Work item: Write down exactly the lines of the records below, beginning with the first and ending with the line that includes "assert_eq!(s.generation, 2);".

Input:
#[cfg(test)]
mod tests {
    use super::*;
    use crate::error::ClientError;
    use std::sync::atomic::{AtomicU32, Ordering};

    /// Odd calls succeed with the call number, even calls fail
    struct Alternating {
        calls: Arc<AtomicU32>,
    }

    #[async_trait]
    impl Fetch<u32> for Alternating {
        async fn fetch(&self) -> ClientResult<u32> {
            let n = self.calls.fetch_add(1, Ordering::SeqCst) + 1;
            if n % 2 == 1 {
                Ok(n)
            } else {
                Err(ClientError::Api {
                    status: 500,
                    message: format!("failure {n}"),
                })
            }
        }
    }

    struct AlwaysFails;

    #[async_trait]
    impl Fetch<u32> for AlwaysFails {
        async fn fetch(&self) -> ClientResult<u32> {
            Err(ClientError::InvalidResponse("down".into()))
        }
    }

    struct Slow;

    #[async_trait]
    impl Fetch<u32> for Slow {
        async fn fetch(&self) -> ClientResult<u32> {
            tokio::time::sleep(Duration::from_secs(10)).await;
            Ok(1)
        }
    }

    fn alternating() -> (Alternating, Arc<AtomicU32>) {
        let calls = Arc::new(AtomicU32::new(0));
        (
            Alternating {
                calls: calls.clone(),
            },
            calls,
        )
    }

    #[tokio::test(start_paused = true)]
    async fn test_failure_keeps_last_data() {
        let (source, _) = alternating();
        let poller = Poller::spawn("alt", source, Duration::from_millis(3000));
        let mut rx = poller.subscribe();

        assert!(rx.borrow().loading);

        rx.changed().await.unwrap();
        {
            let s = rx.borrow_and_update();
            assert_eq!(s.generation, 1);
            assert_eq!(s.data.as_deref(), Some(&1));
            assert!(!s.loading);
            assert!(s.error.is_none());
        }

        rx.changed().await.unwrap();
        {
            let s = rx.borrow_and_update();
            assert_eq!(s.generation, 2);
            assert_eq!(s.data.as_deref(), Some(&1));
            assert_eq!(s.error.as_deref(), Some("API error (500): failure 2"));
            assert!(!s.loading);
        }
        assert!(poller.state().is_stale());

        rx.changed().await.unwrap();
        let s = rx.borrow_and_update();
        assert_eq!(s.data.as_deref(), Some(&3));
        assert!(s.error.is_none());
    }

    #[tokio::test(start_paused = true)]
    async fn test_first_fetch_is_immediate_then_on_interval() {
        let (source, calls) = alternating();
        let start = tokio::time::Instant::now();
        let poller = Poller::spawn("alt", source, Duration::from_millis(3000));
        let mut rx = poller.subscribe();

        rx.changed().await.unwrap();
        assert_eq!(start.elapsed(), Duration::ZERO);

        rx.changed().await.unwrap();
        assert_eq!(start.elapsed(), Duration::from_millis(3000));
        assert_eq!(calls.load(Ordering::SeqCst), 2);
    }

    #[tokio::test(start_paused = true)]
    async fn test_failed_first_fetch_clears_loading() {
        let poller = Poller::spawn("down", AlwaysFails, Duration::from_millis(3000));
        let mut rx = poller.subscribe();
        rx.changed().await.unwrap();
        let s = rx.borrow_and_update().clone();
        assert!(!s.loading);
        assert!(s.data.is_none());
        assert!(s.error.is_some());

        // keeps polling without backoff
        rx.changed().await.unwrap();
        assert_eq!(rx.borrow().generation, 2);
    }

    #[tokio::test(start_paused = true)]
    async fn test_refetch_bypasses_timer() {
        let (source, calls) = alternating();
        let poller = Poller::spawn("alt", source, Duration::from_secs(3600));
        let mut rx = poller.subscribe();
        rx.changed().await.unwrap();

        let start = tokio::time::Instant::now();
        poller.refetch();
        rx.changed().await.unwrap();
        assert!(start.elapsed() < Duration::from_secs(1));
        assert_eq!(calls.load(Ordering::SeqCst), 2);
    }

    #[tokio::test(start_paused = true)]
    async fn test_stop_ends_task() {
        let (source, _) = alternating();
        let poller = Poller::spawn("alt", source, Duration::from_millis(3000));
        let mut rx = poller.subscribe();
        rx.changed().await.unwrap();

        poller.stop();
        assert!(rx.changed().await.is_err());
        assert!(poller.refetch_handle().is_stopped());
    }

    #[tokio::test(start_paused = true)]
    async fn test_in_flight_fetch_discarded_on_stop() {
        let poller = Poller::spawn("slow", Slow, Duration::from_millis(3000));
        let mut rx = poller.subscribe();
        tokio::time::sleep(Duration::from_secs(1)).await;
        poller.stop();
        assert!(rx.changed().await.is_err());
        let s = rx.borrow();
        assert_eq!(s.generation, 0);
        assert!(s.loading);
    }

    #[tokio::test(start_paused = true)]
    async fn test_registry_refetches_matching_resources() {
        let (orders_src, order_calls) = alternating();
        let (tables_src, table_calls) = alternating();
        let orders = Poller::spawn("orders", orders_src, Duration::from_secs(3600));
        let tables = Poller::spawn("tables", tables_src, Duration::from_secs(3600));
        let mut orders_rx = orders.subscribe();
        let mut tables_rx = tables.subscribe();
        orders_rx.changed().await.unwrap();
        tables_rx.changed().await.unwrap();

        let registry = RefetchRegistry::new();
        registry.register(Resource::Orders, orders.refetch_handle());
        registry.register(Resource::Tables, tables.refetch_handle());

        registry.refetch(&[Resource::Orders]);
        orders_rx.changed().await.unwrap();
        assert_eq!(order_calls.load(Ordering::SeqCst), 2);
        assert_eq!(table_calls.load(Ordering::SeqCst), 1);

        drop(tables);
        registry.refetch(&[Resource::Tables]);
        assert_eq!(registry.len(), 1);
    }
}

Written answer:
#[cfg(test)]
mod tests {
    use super::*;
    use crate::error::ClientError;
    use std::sync::atomic::{AtomicU32, Ordering};

    /// Odd calls succeed with the call number, even calls fail
    struct Alternating {
        calls: Arc<AtomicU32>,
    }

    #[async_trait]
    impl Fetch<u32> for Alternating {
        async fn fetch(&self) -> ClientResult<u32> {
            let n = self.calls.fetch_add(1, Ordering::SeqCst) + 1;
            if n % 2 == 1 {
                Ok(n)
            } else {
                Err(ClientError::Api {
                    status: 500,
                    message: format!("failure {n}"),
                })
            }
        }
    }

    struct AlwaysFails;

    #[async_trait]
    impl Fetch<u32> for AlwaysFails {
        async fn fetch(&self) -> ClientResult<u32> {
            Err(ClientError::InvalidResponse("down".into()))
        }
    }

    struct Slow;

    #[async_trait]
    impl Fetch<u32> for Slow {
        async fn fetch(&self) -> ClientResult<u32> {
            tokio::time::sleep(Duration::from_secs(10)).await;
            Ok(1)
        }
    }

    fn alternating() -> (Alternating, Arc<AtomicU32>) {
        let calls = Arc::new(AtomicU32::new(0));
        (
            Alternating {
                calls: calls.clone(),
            },
            calls,
        )
    }

    #[tokio::test(start_paused = true)]
    async fn test_failure_keeps_last_data() {
        let (source, _) = alternating();
        let poller = Poller::spawn("alt", source, Duration::from_millis(3000));
        let mut rx = poller.subscribe();

        assert!(rx.borrow().loading);

        rx.changed().await.unwrap();
        {
            let s = rx.borrow_and_update();
            assert_eq!(s.generation, 1);
            assert_eq!(s.data.as_deref(), Some(&1));
            assert!(!s.loading);
            assert!(s.error.is_none());
        }

        rx.changed().await.unwrap();
        {
            let s = rx.borrow_and_update();
            assert_eq!(s.generation, 2);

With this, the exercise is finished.